**Working data**
=== Section Start ===
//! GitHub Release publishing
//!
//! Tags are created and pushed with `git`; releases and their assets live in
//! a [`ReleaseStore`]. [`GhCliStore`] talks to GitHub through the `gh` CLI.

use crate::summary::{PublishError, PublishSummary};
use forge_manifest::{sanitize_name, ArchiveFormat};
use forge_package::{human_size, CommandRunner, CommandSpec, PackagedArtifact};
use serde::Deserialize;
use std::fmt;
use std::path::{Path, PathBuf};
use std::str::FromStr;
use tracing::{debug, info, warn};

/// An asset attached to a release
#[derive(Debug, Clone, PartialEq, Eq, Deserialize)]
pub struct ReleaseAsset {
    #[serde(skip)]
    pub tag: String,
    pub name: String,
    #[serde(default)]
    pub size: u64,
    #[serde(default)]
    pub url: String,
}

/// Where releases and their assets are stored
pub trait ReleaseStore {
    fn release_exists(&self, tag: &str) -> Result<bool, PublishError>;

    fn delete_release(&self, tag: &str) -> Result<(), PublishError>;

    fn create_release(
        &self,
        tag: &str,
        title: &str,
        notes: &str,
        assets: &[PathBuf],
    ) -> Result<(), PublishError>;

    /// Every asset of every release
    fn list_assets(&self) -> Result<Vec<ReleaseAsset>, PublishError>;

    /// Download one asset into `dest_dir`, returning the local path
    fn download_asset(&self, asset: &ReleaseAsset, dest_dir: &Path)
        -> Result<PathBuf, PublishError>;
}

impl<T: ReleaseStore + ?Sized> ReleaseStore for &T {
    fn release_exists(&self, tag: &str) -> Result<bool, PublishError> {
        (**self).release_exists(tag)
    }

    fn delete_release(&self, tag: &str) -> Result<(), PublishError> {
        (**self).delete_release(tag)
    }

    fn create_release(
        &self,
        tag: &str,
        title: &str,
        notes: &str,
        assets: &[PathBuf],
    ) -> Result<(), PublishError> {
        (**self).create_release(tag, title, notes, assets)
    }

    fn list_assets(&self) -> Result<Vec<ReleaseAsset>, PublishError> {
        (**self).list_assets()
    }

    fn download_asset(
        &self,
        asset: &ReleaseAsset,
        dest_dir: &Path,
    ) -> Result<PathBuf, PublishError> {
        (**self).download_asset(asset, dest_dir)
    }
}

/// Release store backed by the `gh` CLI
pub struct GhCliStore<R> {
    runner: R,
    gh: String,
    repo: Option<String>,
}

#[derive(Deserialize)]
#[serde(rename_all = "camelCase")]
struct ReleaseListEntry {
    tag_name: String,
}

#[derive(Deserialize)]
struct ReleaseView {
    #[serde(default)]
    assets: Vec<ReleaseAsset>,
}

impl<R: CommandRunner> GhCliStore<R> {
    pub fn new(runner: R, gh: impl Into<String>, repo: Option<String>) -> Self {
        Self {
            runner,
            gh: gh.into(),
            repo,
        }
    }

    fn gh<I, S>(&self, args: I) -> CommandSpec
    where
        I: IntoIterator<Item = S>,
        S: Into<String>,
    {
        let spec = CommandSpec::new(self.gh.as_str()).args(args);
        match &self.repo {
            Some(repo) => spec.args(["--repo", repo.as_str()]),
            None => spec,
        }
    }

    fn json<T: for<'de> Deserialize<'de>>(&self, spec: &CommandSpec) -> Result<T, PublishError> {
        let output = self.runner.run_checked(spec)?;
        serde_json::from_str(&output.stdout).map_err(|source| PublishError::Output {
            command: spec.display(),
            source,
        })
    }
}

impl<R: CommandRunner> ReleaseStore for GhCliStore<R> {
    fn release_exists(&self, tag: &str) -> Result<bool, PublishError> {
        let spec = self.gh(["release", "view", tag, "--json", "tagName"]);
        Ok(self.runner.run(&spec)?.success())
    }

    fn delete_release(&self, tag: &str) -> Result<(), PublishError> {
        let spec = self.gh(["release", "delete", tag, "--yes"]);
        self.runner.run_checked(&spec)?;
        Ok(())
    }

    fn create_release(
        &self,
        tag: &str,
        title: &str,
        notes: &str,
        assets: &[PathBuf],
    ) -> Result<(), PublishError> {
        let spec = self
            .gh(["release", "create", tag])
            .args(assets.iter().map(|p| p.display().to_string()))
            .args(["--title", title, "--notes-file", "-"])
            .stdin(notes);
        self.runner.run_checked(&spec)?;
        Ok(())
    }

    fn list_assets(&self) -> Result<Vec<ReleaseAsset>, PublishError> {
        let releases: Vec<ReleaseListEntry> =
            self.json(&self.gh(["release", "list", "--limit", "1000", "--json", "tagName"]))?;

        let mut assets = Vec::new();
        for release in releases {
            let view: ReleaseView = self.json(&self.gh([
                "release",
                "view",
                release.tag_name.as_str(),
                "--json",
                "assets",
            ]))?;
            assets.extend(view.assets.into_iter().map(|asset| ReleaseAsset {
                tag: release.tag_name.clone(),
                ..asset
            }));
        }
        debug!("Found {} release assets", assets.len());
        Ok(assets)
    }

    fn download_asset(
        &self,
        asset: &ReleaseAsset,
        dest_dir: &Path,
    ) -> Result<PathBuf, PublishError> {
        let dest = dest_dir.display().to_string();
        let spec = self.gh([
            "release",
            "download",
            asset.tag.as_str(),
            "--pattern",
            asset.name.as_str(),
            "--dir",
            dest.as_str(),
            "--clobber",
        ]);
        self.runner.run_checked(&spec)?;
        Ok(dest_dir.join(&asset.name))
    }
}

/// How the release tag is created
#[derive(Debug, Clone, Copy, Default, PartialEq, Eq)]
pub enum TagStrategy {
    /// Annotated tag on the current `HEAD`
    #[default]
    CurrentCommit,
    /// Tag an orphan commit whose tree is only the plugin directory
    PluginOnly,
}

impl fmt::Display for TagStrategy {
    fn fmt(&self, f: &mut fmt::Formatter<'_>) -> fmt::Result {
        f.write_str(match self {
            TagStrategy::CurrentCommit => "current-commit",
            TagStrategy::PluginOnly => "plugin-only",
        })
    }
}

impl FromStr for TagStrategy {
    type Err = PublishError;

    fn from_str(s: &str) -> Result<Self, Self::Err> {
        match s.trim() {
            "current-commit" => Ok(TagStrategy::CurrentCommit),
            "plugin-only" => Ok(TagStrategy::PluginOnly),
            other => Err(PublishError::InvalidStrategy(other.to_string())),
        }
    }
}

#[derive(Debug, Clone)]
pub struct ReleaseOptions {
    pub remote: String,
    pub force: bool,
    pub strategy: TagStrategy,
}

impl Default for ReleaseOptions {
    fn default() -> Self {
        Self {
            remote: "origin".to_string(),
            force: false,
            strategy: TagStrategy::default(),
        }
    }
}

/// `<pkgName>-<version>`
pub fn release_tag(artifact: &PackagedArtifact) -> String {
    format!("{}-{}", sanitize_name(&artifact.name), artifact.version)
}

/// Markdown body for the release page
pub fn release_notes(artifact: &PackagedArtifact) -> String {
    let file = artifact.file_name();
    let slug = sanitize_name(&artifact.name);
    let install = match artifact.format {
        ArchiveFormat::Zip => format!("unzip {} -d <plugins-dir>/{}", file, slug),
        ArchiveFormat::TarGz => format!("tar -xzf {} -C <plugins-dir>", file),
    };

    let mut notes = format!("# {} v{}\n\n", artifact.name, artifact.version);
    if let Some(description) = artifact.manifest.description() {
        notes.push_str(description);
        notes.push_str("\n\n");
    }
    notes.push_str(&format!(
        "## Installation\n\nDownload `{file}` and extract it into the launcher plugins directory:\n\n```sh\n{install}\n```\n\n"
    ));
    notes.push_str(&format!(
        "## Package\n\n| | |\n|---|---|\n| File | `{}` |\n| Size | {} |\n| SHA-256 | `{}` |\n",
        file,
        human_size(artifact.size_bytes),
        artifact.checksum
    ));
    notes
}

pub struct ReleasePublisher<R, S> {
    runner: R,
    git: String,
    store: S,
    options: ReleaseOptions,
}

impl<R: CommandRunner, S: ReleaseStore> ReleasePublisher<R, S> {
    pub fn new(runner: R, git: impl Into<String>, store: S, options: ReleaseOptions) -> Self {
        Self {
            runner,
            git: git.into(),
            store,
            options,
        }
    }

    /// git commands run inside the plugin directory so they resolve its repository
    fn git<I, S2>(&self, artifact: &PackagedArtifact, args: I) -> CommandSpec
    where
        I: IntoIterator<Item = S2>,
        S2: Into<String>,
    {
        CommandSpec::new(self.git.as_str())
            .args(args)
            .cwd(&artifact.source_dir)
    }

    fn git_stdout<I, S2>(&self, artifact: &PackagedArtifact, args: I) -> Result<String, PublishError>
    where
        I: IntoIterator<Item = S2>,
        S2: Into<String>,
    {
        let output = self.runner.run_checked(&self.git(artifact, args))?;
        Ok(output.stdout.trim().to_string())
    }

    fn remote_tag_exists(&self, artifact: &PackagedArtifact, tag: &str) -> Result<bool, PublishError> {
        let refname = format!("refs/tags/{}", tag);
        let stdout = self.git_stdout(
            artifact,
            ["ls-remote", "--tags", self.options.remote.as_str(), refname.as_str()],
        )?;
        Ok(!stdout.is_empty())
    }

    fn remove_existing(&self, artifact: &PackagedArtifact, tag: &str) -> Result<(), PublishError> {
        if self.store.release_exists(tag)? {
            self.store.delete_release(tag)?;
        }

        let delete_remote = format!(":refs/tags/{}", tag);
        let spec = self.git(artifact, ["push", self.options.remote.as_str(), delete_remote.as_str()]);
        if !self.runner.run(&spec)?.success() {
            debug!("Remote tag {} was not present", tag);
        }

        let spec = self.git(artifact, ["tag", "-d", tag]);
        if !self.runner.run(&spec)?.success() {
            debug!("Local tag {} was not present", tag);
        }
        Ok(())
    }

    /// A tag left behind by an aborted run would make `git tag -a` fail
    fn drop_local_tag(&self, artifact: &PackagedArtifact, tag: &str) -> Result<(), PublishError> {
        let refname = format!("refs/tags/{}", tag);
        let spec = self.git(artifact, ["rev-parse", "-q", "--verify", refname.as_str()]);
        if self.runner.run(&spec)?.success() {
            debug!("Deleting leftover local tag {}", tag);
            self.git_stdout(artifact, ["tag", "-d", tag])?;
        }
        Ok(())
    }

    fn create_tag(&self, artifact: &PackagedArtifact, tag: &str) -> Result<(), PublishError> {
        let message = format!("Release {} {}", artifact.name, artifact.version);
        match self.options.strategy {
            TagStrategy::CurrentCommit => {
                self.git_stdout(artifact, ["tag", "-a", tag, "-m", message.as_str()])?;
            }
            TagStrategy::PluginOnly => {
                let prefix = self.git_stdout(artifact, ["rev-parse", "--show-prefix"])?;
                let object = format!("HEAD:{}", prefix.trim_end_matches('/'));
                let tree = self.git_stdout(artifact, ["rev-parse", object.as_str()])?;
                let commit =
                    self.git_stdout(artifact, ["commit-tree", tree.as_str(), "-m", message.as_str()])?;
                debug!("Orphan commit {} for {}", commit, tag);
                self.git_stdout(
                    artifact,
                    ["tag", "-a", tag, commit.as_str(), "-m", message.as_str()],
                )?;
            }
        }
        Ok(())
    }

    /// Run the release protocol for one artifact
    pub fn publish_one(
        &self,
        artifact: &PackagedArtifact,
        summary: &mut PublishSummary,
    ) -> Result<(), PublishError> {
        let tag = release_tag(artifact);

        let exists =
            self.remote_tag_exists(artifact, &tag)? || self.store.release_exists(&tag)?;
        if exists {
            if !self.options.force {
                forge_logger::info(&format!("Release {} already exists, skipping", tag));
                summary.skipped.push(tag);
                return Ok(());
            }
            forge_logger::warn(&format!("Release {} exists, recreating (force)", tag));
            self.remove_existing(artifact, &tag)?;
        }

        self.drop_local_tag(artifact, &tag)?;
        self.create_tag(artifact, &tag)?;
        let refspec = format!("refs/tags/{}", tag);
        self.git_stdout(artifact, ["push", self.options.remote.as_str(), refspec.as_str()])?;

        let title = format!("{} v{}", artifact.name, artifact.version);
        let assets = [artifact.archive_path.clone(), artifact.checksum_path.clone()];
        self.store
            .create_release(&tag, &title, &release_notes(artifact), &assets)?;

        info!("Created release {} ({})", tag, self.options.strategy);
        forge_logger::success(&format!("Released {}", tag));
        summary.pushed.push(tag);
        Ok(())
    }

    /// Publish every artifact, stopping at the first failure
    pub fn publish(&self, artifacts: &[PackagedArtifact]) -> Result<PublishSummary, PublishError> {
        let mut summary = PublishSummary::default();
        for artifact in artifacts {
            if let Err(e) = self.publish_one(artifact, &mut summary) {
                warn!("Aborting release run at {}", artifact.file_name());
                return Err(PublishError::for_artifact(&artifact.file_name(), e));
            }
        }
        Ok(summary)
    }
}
=== Section End ===
**Problem statement**
All lines in the records that contain "GitHub" are to be copied and returned.

**Solved problem**
//! GitHub Release publishing
//! a [`ReleaseStore`]. [`GhCliStore`] talks to GitHub through the `gh` CLI.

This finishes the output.